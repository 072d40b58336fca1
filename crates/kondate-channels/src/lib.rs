//! # kondate-channels
//!
//! Chat platforms Kondate answers on. Each implements
//! [`kondate_core::traits::ChatPlatform`]: webhook verification, inbound
//! parsing, outbound rendering and delivery.

pub mod line;
pub mod slack;
mod text;

pub use line::LineChannel;
pub use slack::SlackChannel;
════════
__Aim of the task__
Retype the material. Keep it exact.

__Exercise solution__
repository 072d40b58336fca1
filename crates/kondate-channels/src/lib.rs
//! # kondate-channels
//!
//! Chat platforms Kondate answers on. Each implements
//! [`kondate_core::traits::ChatPlatform`]: webhook verification, inbound
//! parsing, outbound rendering and delivery.

pub mod line;
pub mod slack;
mod text;

pub use line::LineChannel;
pub use slack::SlackChannel;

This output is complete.